• Aim of the task
Give back exactly the lines of the entries below from the line with "let count: i64" to the line with "pub async fn about(&self)", inclusive, and only those.

Recorded data:
- - -
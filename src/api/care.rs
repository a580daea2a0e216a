use axum::{
    extract::{Path, Query, State},
    http::StatusCode,
    response::Json,
    routing::{delete, get, post},
    Router,
};

use crate::appointments::*;
use crate::auth::AuthUser;
use crate::database::models::{Appointment, AvailabilitySlot, SessionNote, TherapistProfile, TherapistReview};
use crate::error::{AppError, AppResult};
use crate::state::AppState;
use crate::therapists::*;

pub fn routes() -> Router<AppState> {
    Router::new()
        .route("/find-therapist", get(find_therapist))
        .route("/therapists/profile", get(own_profile).post(create_profile))
        .route("/therapists/availability", post(add_availability))
        .route("/therapists/availability/:id", delete(remove_availability))
        .route("/therapists/:id", get(therapist_detail))
        .route("/appointments", get(list_appointments).post(book_appointment))
        .route("/appointments/:id", get(get_appointment))
        .route("/appointments/:id/review", post(review_appointment))
        .route("/appointments/:id/notes", post(add_session_note))
        .route("/appointments/:id/:action", post(transition_appointment))
}

fn directory(state: &AppState) -> TherapistDirectory {
    TherapistDirectory::new(state.pool())
}

fn appointments(state: &AppState) -> AppointmentService {
    AppointmentService::new(state.pool())
}

async fn find_therapist(
    State(state): State<AppState>,
    Query(search): Query<TherapistSearch>,
) -> AppResult<Json<Vec<TherapistListing>>> {
    Ok(Json(directory(&state).search(search).await?))
}

async fn therapist_detail(
    State(state): State<AppState>,
    Path(therapist_id): Path<String>,
) -> AppResult<Json<TherapistDetail>> {
    Ok(Json(directory(&state).detail(&therapist_id).await?))
}

async fn own_profile(State(state): State<AppState>, user: AuthUser) -> AppResult<Json<TherapistProfile>> {
    user.require_therapist()?;
    Ok(Json(directory(&state).profile_for_user(user.id()).await?))
}

async fn create_profile(
    State(state): State<AppState>,
    user: AuthUser,
    Json(input): Json<TherapistProfileInput>,
) -> AppResult<(StatusCode, Json<TherapistProfile>)> {
    user.require_therapist()?;
    let profile = directory(&state).create_profile(user.id(), input).await?;
    Ok((StatusCode::CREATED, Json(profile)))
}

async fn add_availability(
    State(state): State<AppState>,
    user: AuthUser,
    Json(input): Json<AvailabilityInput>,
) -> AppResult<(StatusCode, Json<AvailabilitySlot>)> {
    user.require_therapist()?;
    let slot = directory(&state).add_availability(user.id(), input).await?;
    Ok((StatusCode::CREATED, Json(slot)))
}

async fn remove_availability(
    State(state): State<AppState>,
    user: AuthUser,
    Path(slot_id): Path<String>,
) -> AppResult<StatusCode> {
    user.require_therapist()?;
    directory(&state).remove_availability(user.id(), &slot_id).await?;
    Ok(StatusCode::NO_CONTENT)
}

async fn list_appointments(
    State(state): State<AppState>,
    user: AuthUser,
    Query(query): Query<AppointmentQuery>,
) -> AppResult<Json<Vec<Appointment>>> {
    Ok(Json(appointments(&state).list(user.id(), &query).await?))
}

async fn book_appointment(
    State(state): State<AppState>,
    user: AuthUser,
    Json(input): Json<BookAppointment>,
) -> AppResult<(StatusCode, Json<Appointment>)> {
    let appointment = appointments(&state).book(user.id(), input).await?;
    Ok((StatusCode::CREATED, Json(appointment)))
}

async fn get_appointment(
    State(state): State<AppState>,
    user: AuthUser,
    Path(appointment_id): Path<String>,
) -> AppResult<Json<Appointment>> {
    let appointment = appointments(&state)
        .get_for(user.id(), user.is_admin(), &appointment_id)
        .await?;
    Ok(Json(appointment))
}

async fn transition_appointment(
    State(state): State<AppState>,
    user: AuthUser,
    Path((appointment_id, action)): Path<(String, String)>,
) -> AppResult<Json<Appointment>> {
    let action = AppointmentAction::from_str(&action)
        .ok_or_else(|| AppError::validation(format!("Unknown appointment action: {}", action)))?;
    let appointment = appointments(&state)
        .transition(user.id(), user.is_admin(), &appointment_id, action)
        .await?;
    Ok(Json(appointment))
}

async fn add_session_note(
    State(state): State<AppState>,
    user: AuthUser,
    Path(appointment_id): Path<String>,
    Json(input): Json<SessionNoteInput>,
) -> AppResult<(StatusCode, Json<SessionNote>)> {
    let note = appointments(&state)
        .add_note(user.id(), &appointment_id, input)
        .await?;
    Ok((StatusCode::CREATED, Json(note)))
}

async fn review_appointment(
    State(state): State<AppState>,
    user: AuthUser,
    Path(appointment_id): Path<String>,
    Json(input): Json<ReviewInput>,
) -> AppResult<(StatusCode, Json<TherapistReview>)> {
    let review = appointments(&state)
        .review(user.id(), &appointment_id, input)
        .await?;
    Ok((StatusCode::CREATED, Json(review)))
}
use std::sync::Arc;

use sqlx::SqlitePool;
use tracing::{info, warn};

use super::types::*;
use crate::appointments::AppointmentService;
use crate::chat::ChatService;
use crate::config::AppConfig;
use crate::crisis::service::DEFAULT_COUNTRY;
use crate::crisis::CrisisService;
use crate::error::AppError;
use crate::forum::ForumService;
use crate::gamification::GamificationService;
use crate::mood::{round1, MoodQuery, MoodTracker};
use crate::notifications::NotificationService;
use crate::recommendations::RecommendationEngine;
use crate::resources::ResourceLibrary;
use crate::validation::{is_valid_email, max_length, require_choice, require_text};
use crate::wellness::WellnessService;

pub const OFFERINGS: &[Offering] = &[
    Offering {
        name: "AI Therapy Chatbot",
        description: "Around-the-clock conversational support grounded in therapeutic frameworks.",
        features: &["CBT & DBT frameworks", "Crisis detection", "Personalized responses"],
    },
    Offering {
        name: "Mood Tracking",
        description: "Track your emotional well-being and discover patterns.",
        features: &["Daily mood logging", "Pattern analysis", "Trigger identification"],
    },
    Offering {
        name: "Professional Counseling",
        description: "Connect with verified therapists for personalized sessions.",
        features: &["Video, audio and chat sessions", "Verified professionals", "Flexible scheduling"],
    },
    Offering {
        name: "Community Forum",
        description: "A moderated space for peer support and shared experiences.",
        features: &["Moderated discussions", "Anonymous posting", "Topic categories"],
    },
    Offering {
        name: "Wellness Activities",
        description: "Guided activities for mental and emotional wellness.",
        features: &["Meditation guides", "Breathing exercises", "Journaling prompts"],
    },
    Offering {
        name: "Resource Library",
        description: "Curated mental health content and educational materials.",
        features: &["Articles & videos", "Worksheets", "Self-help tools"],
    },
];

const HOME_FEATURED: i64 = 3;
const HOME_POSTS: i64 = 5;
const DASHBOARD_MOODS: i64 = 7;
const DASHBOARD_SESSIONS: i64 = 5;
const DASHBOARD_APPOINTMENTS: i64 = 5;

pub struct SiteService {
    pool: SqlitePool,
    config: Arc<AppConfig>,
}

impl SiteService {
    pub fn new(pool: SqlitePool, config: Arc<AppConfig>) -> Self {
        Self { pool, config }
    }

    async fn count(&self, sql: &str) -> Result<i64, AppError> {
        let count: i64 = sqlx::query_scalar(sql).fetch_one(&self.pool).await?;
        Ok(count)
    }

    pub async fn home(&self) -> Result<HomePage, AppError> {
        Ok(HomePage {
            active_users: self.count("SELECT COUNT(*) FROM users WHERE is_active = 1").await?,
            chat_sessions: self.count("SELECT COUNT(*) FROM chat_sessions").await?,
            verified_therapists: self
                .count("SELECT COUNT(*) FROM therapist_profiles WHERE is_verified = 1")
                .await?,
            featured_resources: ResourceLibrary::new(self.pool.clone()).featured(HOME_FEATURED).await?,
            recent_posts: ForumService::new(self.pool.clone(), self.config.clone())
                .recent_posts(HOME_POSTS)
                .await?,
            popular_activities: WellnessService::new(self.pool.clone(), self.config.clone())
                .popular_activities()
                .await?,
        })
    }

    pub async fn about(&self) -> Result<AboutPage, AppError> {
        let average: Option<f64> = sqlx::query_scalar("SELECT AVG(average_rating) FROM therapist_profiles")
            .fetch_one(&self.pool)
            .await?;
        Ok(AboutPage {
            verified_therapists: self
                .count("SELECT COUNT(*) FROM therapist_profiles WHERE is_verified = 1")
                .await?,
            completed_sessions: self
                .count("SELECT COUNT(*) FROM counseling_appointments WHERE status = 'completed'")
                .await?,
            average_therapist_rating: round1(average.unwrap_or(0.0)),
        })
    }

    pub fn services(&self) -> &'static [Offering] {
        OFFERINGS
    }

    pub async fn crisis_support(&self, country: Option<&str>) -> Result<CrisisSupportPage, AppError> {
        let country = country
            .map(str::trim)
            .filter(|c| !c.is_empty())
            .unwrap_or(DEFAULT_COUNTRY)
            .to_string();
        let resources = CrisisService::new(self.pool.clone(), self.config.clone())
            .resources_for_country(Some(&country))
            .await?;
        Ok(CrisisSupportPage { country, resources })
    }

    pub async fn dashboard(&self, user_id: &str) -> Result<UserDashboard, AppError> {
        let recent_mood_entries = MoodTracker::new(self.pool.clone(), self.config.clone())
            .list_entries(
                user_id,
                MoodQuery {
                    from: None,
                    to: None,
                    limit: Some(DASHBOARD_MOODS),
                },
            )
            .await?;
        let average_mood = if recent_mood_entries.is_empty() {
            0.0
        } else {
            let total: i64 = recent_mood_entries.iter().map(|e| e.mood_score).sum();
            round1(total as f64 / recent_mood_entries.len() as f64)
        };

        Ok(UserDashboard {
            recent_mood_entries,
            average_mood,
            recent_chat_sessions: ChatService::new(self.pool.clone(), self.config.clone())
                .recent_sessions(user_id, DASHBOARD_SESSIONS)
                .await?,
            upcoming_appointments: AppointmentService::new(self.pool.clone())
                .upcoming(user_id, DASHBOARD_APPOINTMENTS)
                .await?,
            streak: GamificationService::new(self.pool.clone(), self.config.clone())
                .streak(user_id)
                .await?,
            recommendations: RecommendationEngine::new(self.pool.clone(), self.config.clone())
                .list(user_id)
                .await?,
            unread_notifications: NotificationService::new(self.pool.clone()).unread_count(user_id).await?,
        })
    }

    pub fn contact(&self, form: ContactForm) -> Result<Acknowledgement, AppError> {
        let name = require_text("Name", &form.name, 100)?;
        if !is_valid_email(form.email.trim()) {
            return Err(AppError::validation("Enter a valid email address"));
        }
        max_length("Subject", &form.subject, 200)?;
        require_text("Message", &form.message, 5000)?;

        info!("Contact message received (subject: {:?})", form.subject.trim());
        Ok(Acknowledgement {
            message: format!("Thank you {}! We will get back to you soon.", name),
            next: "/contact",
        })
    }

    pub fn quick_checkin(&self, form: QuickCheckin) -> Result<Acknowledgement, AppError> {
        let first_name = require_text("First name", &form.fname, 100)?;
        max_length("Last name", &form.lname, 100)?;
        if !is_valid_email(form.email.trim()) {
            return Err(AppError::validation("Enter a valid email address"));
        }
        let concern = require_choice("concern", form.concern.trim(), Concern::from_str)?;
        max_length("Message", &form.message, 2000)?;

        let next = if concern == Concern::Crisis {
            warn!("Quick check-in flagged a crisis concern");
            "/crisis-support"
        } else {
            "/"
        };
        Ok(Acknowledgement {
            message: format!(
                "Thank you {}! We've received your information. Check your email for next steps.",
                first_name
            ),
            next,
        })
    }
}

#[cfg(test)]
mod tests {
    use super::*;

    fn site() -> SiteService {
        let pool = SqlitePool::connect_lazy("sqlite::memory:").unwrap();
        SiteService::new(pool, Arc::new(AppConfig::default()))
    }

    #[tokio::test]
    async fn crisis_checkin_points_to_crisis_support() {
        let ack = site()
            .quick_checkin(QuickCheckin {
                fname: "Sam".into(),
                lname: String::new(),
                email: "sam@example.com".into(),
                concern: "crisis".into(),
                message: String::new(),
            })
            .unwrap();
        assert_eq!(ack.next, "/crisis-support");
    }

    #[tokio::test]
    async fn other_concerns_return_home() {
        let ack = site()
            .quick_checkin(QuickCheckin {
                fname: "Sam".into(),
                lname: "Lee".into(),
                email: "sam@example.com".into(),
                concern: "stress".into(),
                message: "busy week".into(),
            })
            .unwrap();
        assert_eq!(ack.next, "/");
    }

    #[tokio::test]
    async fn contact_requires_a_valid_email() {
        let result = site().contact(ContactForm {
            name: "Sam".into(),
            email: "not-an-email".into(),
            subject: String::new(),
            message: "hello".into(),
        });
        assert!(matches!(result, Err(AppError::Validation(_))));
    }

    #[test]
    fn six_offerings() {
        assert_eq!(OFFERINGS.len(), 6);
    }
}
- - -
• Written solution
        let count: i64 = sqlx::query_scalar(sql).fetch_one(&self.pool).await?;
        Ok(count)
    }

    pub async fn home(&self) -> Result<HomePage, AppError> {
        Ok(HomePage {
            active_users: self.count("SELECT COUNT(*) FROM users WHERE is_active = 1").await?,
            chat_sessions: self.count("SELECT COUNT(*) FROM chat_sessions").await?,
            verified_therapists: self
                .count("SELECT COUNT(*) FROM therapist_profiles WHERE is_verified = 1")
                .await?,
            featured_resources: ResourceLibrary::new(self.pool.clone()).featured(HOME_FEATURED).await?,
            recent_posts: ForumService::new(self.pool.clone(), self.config.clone())
                .recent_posts(HOME_POSTS)
                .await?,
            popular_activities: WellnessService::new(self.pool.clone(), self.config.clone())
                .popular_activities()
                .await?,
        })
    }

    pub async fn about(&self) -> Result<AboutPage, AppError> {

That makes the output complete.